Task to complete
Every entry below is to be copied exactly as written.

*** Listed entries

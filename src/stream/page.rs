//! Typed view over a parsed HTML page.
//!
//! Wraps [`scraper::Html`] so extraction code asks for tags, attributes and
//! inline scripts through explicit accessors instead of walking the DOM ad hoc.
//! Parsing is html5ever's error-recovering parser: any input yields a tree.

use scraper::{ElementRef, Html, Selector};

use crate::error::{DafilmsError, Result};

/// A parsed page.
pub struct PageDocument {
    html: Html,
}

impl PageDocument {
    pub fn parse(text: &str) -> Self {
        Self {
            html: Html::parse_document(text),
        }
    }

    /// Elements matching a CSS selector, in document order.
    pub fn select(&self, css: &str) -> Result<Vec<Node<'_>>> {
        let selector = parse_selector(css)?;
        Ok(self.html.select(&selector).map(Node).collect())
    }

    /// Every element in document order.
    pub fn elements(&self) -> impl Iterator<Item = Node<'_>> {
        self.html
            .root_element()
            .descendants()
            .filter_map(ElementRef::wrap)
            .map(Node)
    }

    /// Text of every `<script>` without a `src`, in document order.
    pub fn inline_scripts(&self) -> Vec<String> {
        self.elements()
            .filter(|n| n.is("script") && n.attr("src").is_none())
            .map(|n| n.text())
            .filter(|t| !t.trim().is_empty())
            .collect()
    }

    /// Number of `<script>` elements, inline or external.
    pub fn script_count(&self) -> usize {
        self.elements().filter(|n| n.is("script")).count()
    }
}

/// An element of a [`PageDocument`].
#[derive(Debug, Clone, Copy)]
pub struct Node<'a>(ElementRef<'a>);

impl<'a> Node<'a> {
    /// Lowercase tag name.
    pub fn tag_name(&self) -> &'a str {
        self.0.value().name()
    }

    /// Case-insensitive tag-name match.
    pub fn is(&self, tag: &str) -> bool {
        self.tag_name().eq_ignore_ascii_case(tag)
    }

    /// Attribute value, `None` when absent or blank.
    pub fn attr(&self, name: &str) -> Option<&'a str> {
        self.0.value().attr(name).filter(|v| !v.trim().is_empty())
    }

    /// All attributes as `(name, value)` pairs.
    pub fn attrs(&self) -> impl Iterator<Item = (&'a str, &'a str)> {
        self.0.value().attrs()
    }

    /// Concatenated descendant text.
    pub fn text(&self) -> String {
        self.0.text().collect()
    }

    /// Descendant text with whitespace collapsed.
    pub fn text_trimmed(&self) -> String {
        self.0.text().flat_map(str::split_whitespace).collect::<Vec<_>>().join(" ")
    }

    /// Descendants matching a CSS selector.
    pub fn select(&self, css: &str) -> Result<Vec<Node<'a>>> {
        let selector = parse_selector(css)?;
        Ok(self.0.select(&selector).map(Node).collect())
    }

    /// Nearest ancestor element with the given tag.
    pub fn ancestor(&self, tag: &str) -> Option<Node<'a>> {
        self.0
            .ancestors()
            .filter_map(ElementRef::wrap)
            .map(Node)
            .find(|n| n.is(tag))
    }
}

fn parse_selector(css: &str) -> Result<Selector> {
    Selector::parse(css).map_err(|e| DafilmsError::Parse(format!("bad selector {css:?}: {e:?}")))
}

******

Task solution
filename src/stream/page.rs
//! Typed view over a parsed HTML page.
//!
//! Wraps [`scraper::Html`] so extraction code asks for tags, attributes and
//! inline scripts through explicit accessors instead of walking the DOM ad hoc.
//! Parsing is html5ever's error-recovering parser: any input yields a tree.

use scraper::{ElementRef, Html, Selector};

use crate::error::{DafilmsError, Result};

/// A parsed page.
pub struct PageDocument {
    html: Html,
}

impl PageDocument {
    pub fn parse(text: &str) -> Self {
        Self {
            html: Html::parse_document(text),
        }
    }

    /// Elements matching a CSS selector, in document order.
    pub fn select(&self, css: &str) -> Result<Vec<Node<'_>>> {
        let selector = parse_selector(css)?;
        Ok(self.html.select(&selector).map(Node).collect())
    }

    /// Every element in document order.
    pub fn elements(&self) -> impl Iterator<Item = Node<'_>> {
        self.html
            .root_element()
            .descendants()
            .filter_map(ElementRef::wrap)
            .map(Node)
    }

    /// Text of every `<script>` without a `src`, in document order.
    pub fn inline_scripts(&self) -> Vec<String> {
        self.elements()
            .filter(|n| n.is("script") && n.attr("src").is_none())
            .map(|n| n.text())
            .filter(|t| !t.trim().is_empty())
            .collect()
    }

    /// Number of `<script>` elements, inline or external.
    pub fn script_count(&self) -> usize {
        self.elements().filter(|n| n.is("script")).count()
    }
}

/// An element of a [`PageDocument`].
#[derive(Debug, Clone, Copy)]
pub struct Node<'a>(ElementRef<'a>);

impl<'a> Node<'a> {
    /// Lowercase tag name.
    pub fn tag_name(&self) -> &'a str {
        self.0.value().name()
    }

    /// Case-insensitive tag-name match.
    pub fn is(&self, tag: &str) -> bool {
        self.tag_name().eq_ignore_ascii_case(tag)
    }

    /// Attribute value, `None` when absent or blank.
    pub fn attr(&self, name: &str) -> Option<&'a str> {
        self.0.value().attr(name).filter(|v| !v.trim().is_empty())
    }

    /// All attributes as `(name, value)` pairs.
    pub fn attrs(&self) -> impl Iterator<Item = (&'a str, &'a str)> {
        self.0.value().attrs()
    }

    /// Concatenated descendant text.
    pub fn text(&self) -> String {
        self.0.text().collect()
    }

    /// Descendant text with whitespace collapsed.
    pub fn text_trimmed(&self) -> String {
        self.0.text().flat_map(str::split_whitespace).collect::<Vec<_>>().join(" ")
    }

    /// Descendants matching a CSS selector.
    pub fn select(&self, css: &str) -> Result<Vec<Node<'a>>> {
        let selector = parse_selector(css)?;
        Ok(self.0.select(&selector).map(Node).collect())
    }

    /// Nearest ancestor element with the given tag.
    pub fn ancestor(&self, tag: &str) -> Option<Node<'a>> {
        self.0
            .ancestors()
            .filter_map(ElementRef::wrap)
            .map(Node)
            .find(|n| n.is(tag))
    }
}

fn parse_selector(css: &str) -> Result<Selector> {
    Selector::parse(css).map_err(|e| DafilmsError::Parse(format!("bad selector {css:?}: {e:?}")))
}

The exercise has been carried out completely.